──────── Data extract ────────

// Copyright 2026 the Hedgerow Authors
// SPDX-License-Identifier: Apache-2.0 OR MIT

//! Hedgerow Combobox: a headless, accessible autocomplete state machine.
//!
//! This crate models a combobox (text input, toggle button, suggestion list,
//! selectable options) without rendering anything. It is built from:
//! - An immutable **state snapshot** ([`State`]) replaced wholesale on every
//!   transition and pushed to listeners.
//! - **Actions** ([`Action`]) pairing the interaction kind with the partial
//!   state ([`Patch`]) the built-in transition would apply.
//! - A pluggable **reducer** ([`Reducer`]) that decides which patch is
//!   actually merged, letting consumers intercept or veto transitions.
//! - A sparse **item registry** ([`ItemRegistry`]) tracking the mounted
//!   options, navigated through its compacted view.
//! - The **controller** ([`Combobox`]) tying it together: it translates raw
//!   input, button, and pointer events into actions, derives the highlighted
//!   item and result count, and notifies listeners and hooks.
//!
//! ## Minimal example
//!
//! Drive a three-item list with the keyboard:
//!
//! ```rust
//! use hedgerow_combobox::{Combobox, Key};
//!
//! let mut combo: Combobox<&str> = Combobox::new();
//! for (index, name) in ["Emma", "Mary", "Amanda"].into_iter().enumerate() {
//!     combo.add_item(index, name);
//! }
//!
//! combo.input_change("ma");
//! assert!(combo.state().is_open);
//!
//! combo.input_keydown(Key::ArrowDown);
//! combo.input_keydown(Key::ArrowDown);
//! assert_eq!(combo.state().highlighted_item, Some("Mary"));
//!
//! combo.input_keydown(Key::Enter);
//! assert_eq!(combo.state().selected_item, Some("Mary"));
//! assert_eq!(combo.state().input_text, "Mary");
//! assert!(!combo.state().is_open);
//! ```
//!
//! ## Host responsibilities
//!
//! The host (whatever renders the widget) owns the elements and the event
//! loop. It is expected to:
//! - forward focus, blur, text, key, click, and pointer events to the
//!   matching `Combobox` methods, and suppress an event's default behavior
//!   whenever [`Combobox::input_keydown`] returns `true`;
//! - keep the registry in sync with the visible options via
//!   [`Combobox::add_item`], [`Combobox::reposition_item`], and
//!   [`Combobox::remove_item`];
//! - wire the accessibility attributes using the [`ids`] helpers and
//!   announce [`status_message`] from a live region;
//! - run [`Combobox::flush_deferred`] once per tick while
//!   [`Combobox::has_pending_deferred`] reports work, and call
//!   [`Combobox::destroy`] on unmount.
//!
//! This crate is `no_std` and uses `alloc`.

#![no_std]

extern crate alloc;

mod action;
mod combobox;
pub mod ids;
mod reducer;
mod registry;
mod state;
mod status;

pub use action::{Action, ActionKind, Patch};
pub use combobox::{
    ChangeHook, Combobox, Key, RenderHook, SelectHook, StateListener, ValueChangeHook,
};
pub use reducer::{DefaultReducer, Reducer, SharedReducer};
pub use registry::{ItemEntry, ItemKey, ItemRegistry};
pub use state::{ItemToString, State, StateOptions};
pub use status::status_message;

────────
──────── Data extract ────────

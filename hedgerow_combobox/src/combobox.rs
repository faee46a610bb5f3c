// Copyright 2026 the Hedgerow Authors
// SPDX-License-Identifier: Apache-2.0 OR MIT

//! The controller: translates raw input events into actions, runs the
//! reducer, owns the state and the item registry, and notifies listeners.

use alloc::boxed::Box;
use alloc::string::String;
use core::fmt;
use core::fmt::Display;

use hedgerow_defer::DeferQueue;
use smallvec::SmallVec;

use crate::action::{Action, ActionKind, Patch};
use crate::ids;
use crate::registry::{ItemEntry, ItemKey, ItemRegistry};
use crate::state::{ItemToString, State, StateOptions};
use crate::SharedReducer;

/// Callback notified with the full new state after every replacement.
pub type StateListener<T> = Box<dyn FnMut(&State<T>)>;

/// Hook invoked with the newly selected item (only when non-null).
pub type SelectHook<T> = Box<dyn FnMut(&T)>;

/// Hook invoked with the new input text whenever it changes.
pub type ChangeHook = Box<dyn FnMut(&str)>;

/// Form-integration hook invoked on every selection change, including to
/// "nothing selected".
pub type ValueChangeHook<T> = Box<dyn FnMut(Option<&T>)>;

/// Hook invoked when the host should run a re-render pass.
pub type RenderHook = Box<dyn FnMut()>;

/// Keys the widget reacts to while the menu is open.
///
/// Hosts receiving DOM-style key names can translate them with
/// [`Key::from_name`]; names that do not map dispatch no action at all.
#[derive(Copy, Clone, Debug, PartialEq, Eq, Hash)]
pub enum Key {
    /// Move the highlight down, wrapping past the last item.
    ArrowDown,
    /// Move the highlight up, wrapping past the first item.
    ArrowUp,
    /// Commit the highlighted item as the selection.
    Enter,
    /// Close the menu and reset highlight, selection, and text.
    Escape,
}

────────
──────── Data extract ────────

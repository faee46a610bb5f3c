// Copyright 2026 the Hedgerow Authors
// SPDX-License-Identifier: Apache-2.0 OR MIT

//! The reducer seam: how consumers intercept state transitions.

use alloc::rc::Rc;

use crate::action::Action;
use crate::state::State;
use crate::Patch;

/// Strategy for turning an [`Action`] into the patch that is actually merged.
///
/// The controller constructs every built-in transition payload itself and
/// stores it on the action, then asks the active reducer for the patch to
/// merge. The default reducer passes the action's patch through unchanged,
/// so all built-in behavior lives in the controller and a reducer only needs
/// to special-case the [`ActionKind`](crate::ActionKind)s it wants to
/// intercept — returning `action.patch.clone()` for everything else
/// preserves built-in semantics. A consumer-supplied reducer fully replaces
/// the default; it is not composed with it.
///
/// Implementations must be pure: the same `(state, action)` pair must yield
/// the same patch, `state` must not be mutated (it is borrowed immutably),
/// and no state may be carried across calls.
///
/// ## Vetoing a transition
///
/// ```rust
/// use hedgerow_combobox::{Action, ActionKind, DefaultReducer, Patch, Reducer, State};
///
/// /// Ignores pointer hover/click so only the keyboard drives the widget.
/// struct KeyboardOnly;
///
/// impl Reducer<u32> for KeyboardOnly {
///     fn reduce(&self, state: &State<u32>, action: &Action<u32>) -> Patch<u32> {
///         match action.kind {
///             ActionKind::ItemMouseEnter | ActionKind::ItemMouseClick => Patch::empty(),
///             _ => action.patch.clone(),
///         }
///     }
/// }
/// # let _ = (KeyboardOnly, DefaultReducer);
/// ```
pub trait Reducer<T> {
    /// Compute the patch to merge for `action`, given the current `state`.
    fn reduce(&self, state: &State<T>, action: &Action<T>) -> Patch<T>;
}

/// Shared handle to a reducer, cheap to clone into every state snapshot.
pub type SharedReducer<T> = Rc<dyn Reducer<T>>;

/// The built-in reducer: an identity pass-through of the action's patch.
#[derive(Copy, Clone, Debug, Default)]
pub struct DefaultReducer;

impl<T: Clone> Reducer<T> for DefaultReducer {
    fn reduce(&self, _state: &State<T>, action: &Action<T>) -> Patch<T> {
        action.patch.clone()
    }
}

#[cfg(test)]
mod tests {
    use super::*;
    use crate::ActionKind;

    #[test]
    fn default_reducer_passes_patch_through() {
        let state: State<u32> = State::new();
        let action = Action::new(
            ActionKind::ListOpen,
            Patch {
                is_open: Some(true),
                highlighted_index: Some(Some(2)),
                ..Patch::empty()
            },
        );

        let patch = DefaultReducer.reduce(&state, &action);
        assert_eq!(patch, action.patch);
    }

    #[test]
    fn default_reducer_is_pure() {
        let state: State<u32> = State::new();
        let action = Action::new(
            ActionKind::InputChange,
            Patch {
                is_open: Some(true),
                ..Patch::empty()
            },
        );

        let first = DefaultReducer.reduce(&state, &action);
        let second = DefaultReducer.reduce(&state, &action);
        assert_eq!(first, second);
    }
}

────────

Task to carry out: Lines of the listing above that hold the string "ItemEntry" should each be copied.

Exercise output:
pub use registry::{ItemEntry, ItemKey, ItemRegistry};
use crate::registry::{ItemEntry, ItemKey, ItemRegistry};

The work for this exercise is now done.